## Your task
Run through the data and copy out every line that mentions the word "Serialize".

|---|

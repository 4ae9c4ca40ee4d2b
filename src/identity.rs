//! # Peer Identities and Signing
//!
//! - [`Identity`]: 32-byte public key identifying a peer; cheap to copy, hash and compare
//! - [`Keypair`]: the local node's Ed25519 signing key
//! - [`LocationClaim`]: what a location signature binds (content, size, expiration)
//!
//! Identities are plain values. The registry, the pending-request table and
//! the planner all key on them directly, so there is no interning and no
//! reference counting to get wrong.

use ed25519_dalek::{Signature, Signer, SigningKey, Verifier, VerifyingKey};
use rand::rngs::OsRng;
use serde::{Deserialize, Serialize};
use std::time::{SystemTime, UNIX_EPOCH};

use crate::block::Key;

/// Domain separation prefix for location signatures.
pub const LOC_SIGNATURE_DOMAIN: &[u8] = b"korium-fs-location-v1:";

/// Purpose code a client must use for location signing requests.
pub const LOC_SIGNATURE_PURPOSE: u32 = 6;

/// Microseconds since the UNIX epoch.
#[inline]
pub(crate) fn now_us() -> u64 {
    SystemTime::now()
        .duration_since(UNIX_EPOCH)
        .unwrap_or_default()
        .as_micros() as u64
}

#[derive(Clone)]
pub struct Keypair {
    signing_key: SigningKey,
}

impl Keypair {
    pub fn generate() -> Self {
        let signing_key = SigningKey::generate(&mut OsRng);
        Self { signing_key }
    }

    pub fn from_secret_key_bytes(bytes: &[u8; 32]) -> Self {
        let signing_key = SigningKey::from_bytes(bytes);
        Self { signing_key }
    }

    pub fn secret_key_bytes(&self) -> [u8; 32] {
        self.signing_key.to_bytes()
    }

    pub fn identity(&self) -> Identity {
        Identity::from_bytes(self.signing_key.verifying_key().to_bytes())
    }

    pub fn sign(&self, message: &[u8]) -> Signature {
        self.signing_key.sign(message)
    }

    /// Sign a location claim under [`LOC_SIGNATURE_DOMAIN`].
    pub fn sign_location(&self, claim: &LocationClaim) -> [u8; 64] {
        self.sign(&claim.signed_payload()).to_bytes()
    }
}

impl std::fmt::Debug for Keypair {
    fn fmt(&self, f: &mut std::fmt::Formatter<'_>) -> std::fmt::Result {
        f.debug_struct("Keypair")
            .field("identity", &self.identity().to_hex())
            .finish_non_exhaustive()
    }
}

/// Content a location signature vouches for: "peer X serves file (key, query)
/// of `file_length` bytes until `expiration`".
#[derive(Clone, Debug, PartialEq, Eq, Serialize, Deserialize)]
pub struct LocationClaim {
    pub purpose: u32,
    /// Absolute expiration in microseconds since the UNIX epoch.
    pub expiration: u64,
    pub content_key: Key,
    pub content_query: Key,
    pub file_length: u64,
}

impl LocationClaim {
    fn signed_payload(&self) -> Vec<u8> {
        let mut payload = Vec::with_capacity(LOC_SIGNATURE_DOMAIN.len() + 4 + 8 + 32 + 32 + 8);
        payload.extend_from_slice(LOC_SIGNATURE_DOMAIN);
        payload.extend_from_slice(&self.purpose.to_be_bytes());
        payload.extend_from_slice(&self.expiration.to_be_bytes());
        payload.extend_from_slice(&self.content_key);
        payload.extend_from_slice(&self.content_query);
        payload.extend_from_slice(&self.file_length.to_be_bytes());
        payload
    }

    /// Check a signature produced by [`Keypair::sign_location`].
    pub fn verify(&self, signer: &Identity, signature: &[u8; 64]) -> bool {
        let Ok(key) = VerifyingKey::from_bytes(signer.as_bytes()) else {
            return false;
        };
        key.verify(&self.signed_payload(), &Signature::from_bytes(signature))
            .is_ok()
    }
}

#[derive(Clone, Copy, PartialEq, Eq, PartialOrd, Ord, Hash, Serialize, Deserialize)]
pub struct Identity([u8; 32]);

impl Identity {
    #[inline]
    pub const fn from_bytes(bytes: [u8; 32]) -> Self {
        Self(bytes)
    }

    #[inline]
    pub fn as_bytes(&self) -> &[u8; 32] {
        &self.0
    }

    pub fn to_hex(self) -> String {
        hex::encode(self.0)
    }

    pub fn from_hex(s: &str) -> Result<Self, hex::FromHexError> {
        let bytes = hex::decode(s)?;
        if bytes.len() != 32 {
            return Err(hex::FromHexError::InvalidStringLength);
        }
        let mut arr = [0u8; 32];
        arr.copy_from_slice(&bytes);
        Ok(Self(arr))
    }
}

impl std::fmt::Debug for Identity {
    fn fmt(&self, f: &mut std::fmt::Formatter<'_>) -> std::fmt::Result {
        write!(f, "Identity({})", &self.to_hex()[..16])
    }
}

impl std::fmt::Display for Identity {
    fn fmt(&self, f: &mut std::fmt::Formatter<'_>) -> std::fmt::Result {
        write!(f, "{}", &self.to_hex()[..16])
    }
}

impl From<[u8; 32]> for Identity {
    fn from(bytes: [u8; 32]) -> Self {
        Self(bytes)
    }
}

impl From<Identity> for [u8; 32] {
    fn from(identity: Identity) -> Self {
        identity.0
    }
}

impl AsRef<[u8]> for Identity {
    fn as_ref(&self) -> &[u8] {
        &self.0
    }
}

#[cfg(test)]
mod tests {
    use super::*;

    #[test]
    fn identity_hex_round_trip() {
        let id = Keypair::generate().identity();
        assert_eq!(Identity::from_hex(&id.to_hex()).unwrap(), id);
        assert!(Identity::from_hex("abcd").is_err());
    }

    #[test]
    fn keypair_restores_from_secret() {
        let keypair = Keypair::generate();
        let restored = Keypair::from_secret_key_bytes(&keypair.secret_key_bytes());
        assert_eq!(keypair.identity(), restored.identity());
    }

    #[test]
    fn location_signature_binds_every_field() {
        let keypair = Keypair::generate();
        let claim = LocationClaim {
            purpose: LOC_SIGNATURE_PURPOSE,
            expiration: 1_700_000_000_000_000,
            content_key: [1u8; 32],
            content_query: [2u8; 32],
            file_length: 4096,
        };
        let signature = keypair.sign_location(&claim);
        assert!(claim.verify(&keypair.identity(), &signature));

        let mut tampered = claim.clone();
        tampered.file_length += 1;
        assert!(!tampered.verify(&keypair.identity(), &signature));

        let other = Keypair::generate().identity();
        assert!(!claim.verify(&other, &signature));
    }

    #[test]
    fn display_is_short_prefix() {
        let id = Identity::from_bytes([0xab; 32]);
        assert_eq!(format!("{id}"), "abababababababab");
        assert!(format!("{id:?}").starts_with("Identity("));
    }
}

|---|

## Answer space
use serde::{Deserialize, Serialize};
#[derive(Clone, Debug, PartialEq, Eq, Serialize, Deserialize)]
#[derive(Clone, Copy, PartialEq, Eq, PartialOrd, Ord, Hash, Serialize, Deserialize)]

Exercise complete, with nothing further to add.